WHAT TO DO
Every line of the records below that holds the word "EnemyContext" belongs in the answer.
▬▬▬
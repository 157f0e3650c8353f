//! Bowyer–Watson Delaunay triangulation on the ground plane.

use glam::DVec2;

/// Triangles below this area are dropped as degenerate.
const MIN_TRIANGLE_AREA: f64 = 1e-12;

/// Super triangle size relative to the point set's extent.
const SUPER_TRIANGLE_SCALE: f64 = 1000.0;

#[derive(Debug, Clone, Copy)]
struct Circumcircle {
    center: DVec2,
    radius_sq: f64,
}

impl Circumcircle {
    fn of(a: DVec2, b: DVec2, c: DVec2) -> Option<Self> {
        let d = 2.0 * (a.x * (b.y - c.y) + b.x * (c.y - a.y) + c.x * (a.y - b.y));
        if d.abs() < MIN_TRIANGLE_AREA {
            return None;
        }
        let a2 = a.length_squared();
        let b2 = b.length_squared();
        let c2 = c.length_squared();
        let center = DVec2::new(
            (a2 * (b.y - c.y) + b2 * (c.y - a.y) + c2 * (a.y - b.y)) / d,
            (a2 * (c.x - b.x) + b2 * (a.x - c.x) + c2 * (b.x - a.x)) / d,
        );
        Some(Self {
            center,
            radius_sq: center.distance_squared(a),
        })
    }

    fn contains(&self, p: DVec2) -> bool {
        self.center.distance_squared(p) < self.radius_sq
    }
}

#[derive(Debug, Clone, Copy)]
struct Working {
    vertices: [usize; 3],
    circle: Circumcircle,
}

/// Delaunay triangulation of a point set.
#[derive(Debug, Clone, Default)]
pub struct Triangulation {
    points: Vec<DVec2>,
    triangles: Vec<[usize; 3]>,
}

impl Triangulation {
    /// Triangulate `points`. Fewer than three distinct, non-collinear points
    /// yield no triangles. Duplicate points are ignored.
    pub fn from_points(points: &[DVec2]) -> Self {
        let mut triangulation = Self {
            points: points.to_vec(),
            triangles: Vec::new(),
        };
        if points.len() < 3 {
            return triangulation;
        }

        let (min, max) = points.iter().fold(
            (DVec2::splat(f64::INFINITY), DVec2::splat(f64::NEG_INFINITY)),
            |(lo, hi), p| (lo.min(*p), hi.max(*p)),
        );
        let span = (max - min).max_element().max(1.0);
        let mid = (min + max) / 2.0;

        // Super triangle; its vertices stand in for points at infinity.
        let n = points.len();
        let mut vertices = points.to_vec();
        let reach = SUPER_TRIANGLE_SCALE * span;
        vertices.push(mid + DVec2::new(-reach, -reach));
        vertices.push(mid + DVec2::new(0.0, reach));
        vertices.push(mid + DVec2::new(reach, -reach));

        let mut working: Vec<Working> = Vec::new();
        if let Some(circle) = Circumcircle::of(vertices[n], vertices[n + 1], vertices[n + 2]) {
            working.push(Working {
                vertices: [n, n + 1, n + 2],
                circle,
            });
        }

        for (i, &p) in points.iter().enumerate() {
            if points[..i].contains(&p) {
                continue;
            }

            let (bad, good): (Vec<Working>, Vec<Working>) =
                working.into_iter().partition(|t| t.circle.contains(p));
            working = good;

            // Boundary of the cavity: edges not shared by two bad triangles.
            let mut edges: Vec<(usize, usize)> = Vec::new();
            for t in &bad {
                let [a, b, c] = t.vertices;
                for edge in [(a, b), (b, c), (c, a)] {
                    let shared = bad.iter().any(|other| {
                        !std::ptr::eq(other, t) && has_edge(&other.vertices, edge)
                    });
                    if !shared {
                        edges.push(edge);
                    }
                }
            }

            for (a, b) in edges {
                if let Some(circle) = Circumcircle::of(vertices[a], vertices[b], p) {
                    working.push(Working {
                        vertices: [a, b, i],
                        circle,
                    });
                }
            }
        }

        triangulation.triangles = working
            .into_iter()
            .filter(|t| t.vertices.iter().all(|&v| v < n))
            .map(|t| t.vertices)
            .collect();
        triangulation
    }

    /// Triangles as indices into the input points.
    pub fn triangle_indices(&self) -> &[[usize; 3]] {
        &self.triangles
    }

    /// Triangles as vertex positions.
    pub fn triangles(&self) -> impl Iterator<Item = [DVec2; 3]> + '_ {
        self.triangles
            .iter()
            .map(|&[a, b, c]| [self.points[a], self.points[b], self.points[c]])
    }

    pub fn len(&self) -> usize {
        self.triangles.len()
    }

    pub fn is_empty(&self) -> bool {
        self.triangles.is_empty()
    }
}

fn has_edge(vertices: &[usize; 3], (a, b): (usize, usize)) -> bool {
    vertices.contains(&a) && vertices.contains(&b)
}

/// Unsigned area of a triangle.
pub fn triangle_area([a, b, c]: [DVec2; 3]) -> f64 {
    ((a.x * (b.y - c.y) + b.x * (c.y - a.y) + c.x * (a.y - b.y)) / 2.0).abs()
}
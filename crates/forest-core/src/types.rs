//! Fundamental geometric and simulation types.

use glam::DVec3;
use serde::{Deserialize, Serialize};

/// Position, Euler rotation and uniform scale of an entity.
///
/// Rotation follows the renderer's convention: `x` is pitch (tree fall
/// angle), `y` is heading.
#[derive(Debug, Clone, Copy, PartialEq, Serialize, Deserialize)]
pub struct Transform {
    pub position: DVec3,
    pub rotation: DVec3,
    pub scale: f64,
}

impl Default for Transform {
    fn default() -> Self {
        Self {
            position: DVec3::ZERO,
            rotation: DVec3::ZERO,
            scale: 1.0,
        }
    }
}

impl Transform {
    pub fn at(position: DVec3) -> Self {
        Self {
            position,
            ..Default::default()
        }
    }

    pub fn heading(&self) -> f64 {
        self.rotation.y
    }
}

/// Opaque handle to an instance owned by the rendering/physics collaborator.
#[derive(Debug, Clone, Copy, PartialEq, Eq, Hash, PartialOrd, Ord, Serialize, Deserialize)]
pub struct RenderHandle(pub u32);

/// Simulation time tracking.
#[derive(Debug, Clone, Copy, Default, Serialize, Deserialize)]
pub struct SimTime {
    /// Number of non-empty update passes run so far.
    pub tick: u64,
    /// Elapsed simulation time in seconds.
    pub elapsed_secs: f64,
}

impl SimTime {
    /// Advance by one variable-length frame.
    pub fn advance(&mut self, dt: f64) {
        self.tick += 1;
        self.elapsed_secs += dt;
    }
}
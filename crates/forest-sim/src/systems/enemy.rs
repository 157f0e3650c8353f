//! Enemy tank AI system: feeds world state into the pursuit state machine
//! and applies its decisions.

use hecs::{Entity, World};
use log::debug;
use rand::Rng;

use forest_ai::fsm::{evaluate, Drive, EnemyBrain, EnemyContext, EnemyState, TreeSighting};
use forest_ai::look::update_look;
use forest_core::components::Tree;
use forest_core::config::Tuning;
use forest_core::constants::ENEMY_AIM_HOLD_SECS;
use forest_core::types::Transform;

use super::{lifecycle_violation, tank};
use crate::bridge::SceneBridge;
use crate::registry::Registry;

/// Brain component stored on enemy tanks.
pub type Brain = EnemyBrain<Entity>;

/// Run one enemy's AI for this tick. Physics has already been stepped.
pub fn think<R: Rng + ?Sized>(
    world: &mut World,
    sets: &Registry,
    bridge: &mut dyn SceneBridge,
    rng: &mut R,
    entity: Entity,
    dt: f64,
    tuning: &Tuning,
) {
    let trees = sightings(world, sets);
    let claimed: Vec<Entity> = sets
        .enemies
        .iter()
        .filter_map(|e| world.get::<&Brain>(e).ok().and_then(|b| b.state.target()))
        .collect();

    let (position, heading) = {
        let transform = world
            .get::<&Transform>(entity)
            .unwrap_or_else(|_| lifecycle_violation(entity, "transform"));
        (transform.position, transform.heading())
    };
    let mut brain = *world
        .get::<&Brain>(entity)
        .unwrap_or_else(|_| lifecycle_violation(entity, "enemy brain"));

    brain.age += dt;
    if let Some(target) = update_look(&mut brain.look, heading, dt, rng) {
        tank::look(world, entity, target, dt, tuning);
    }

    let ctx = EnemyContext {
        position,
        age: brain.age,
        dt,
        trees: &trees,
        claimed: &claimed,
        speed: tuning.enemy_speed,
        stuck_timeout_secs: tuning.enemy_stuck_timeout_secs,
    };
    let previous = brain.state;
    let update = evaluate(previous, &ctx, rng);
    log_transition(entity, &previous, &update.state, update.flipped);

    brain.state = update.state;
    if let Some(aim) = update.aim {
        brain.look.hold(aim, ENEMY_AIM_HOLD_SECS);
    }
    if let Ok(mut stored) = world.get::<&mut Brain>(entity) {
        *stored = brain;
    }

    match update.drive {
        Drive::Steer { heading, speed } => tank::steer(world, bridge, entity, heading, speed, dt, tuning),
        Drive::Stop => tank::stop(world, entity, tuning),
        Drive::Hold => {}
    }
}

/// Every tree as the AI sees it, in world order.
fn sightings(world: &World, sets: &Registry) -> Vec<TreeSighting<Entity>> {
    sets.trees
        .iter()
        .filter_map(|id| {
            let tree = world.get::<&Tree>(id).ok()?;
            let transform = world.get::<&Transform>(id).ok()?;
            Some(TreeSighting {
                id,
                position: transform.position,
                upright: tree.phase.is_upright(),
            })
        })
        .collect()
}

fn log_transition(entity: Entity, from: &EnemyState<Entity>, to: &EnemyState<Entity>, flipped: bool) {
    match (from, to) {
        (EnemyState::Seeking, EnemyState::Pursuing(p)) => {
            debug!("enemy {entity:?} targets tree {:?}", p.target);
        }
        (EnemyState::Pursuing(_), EnemyState::Cooldown { remaining }) => {
            debug!("enemy {entity:?} lost its target, cooling down {remaining:.2}s");
        }
        _ if flipped => debug!("enemy {entity:?} stuck, approaching from the other side"),
        _ => {}
    }
}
▬▬▬
TASK ANSWER
use forest_ai::fsm::{evaluate, Drive, EnemyBrain, EnemyContext, EnemyState, TreeSighting};
    let ctx = EnemyContext {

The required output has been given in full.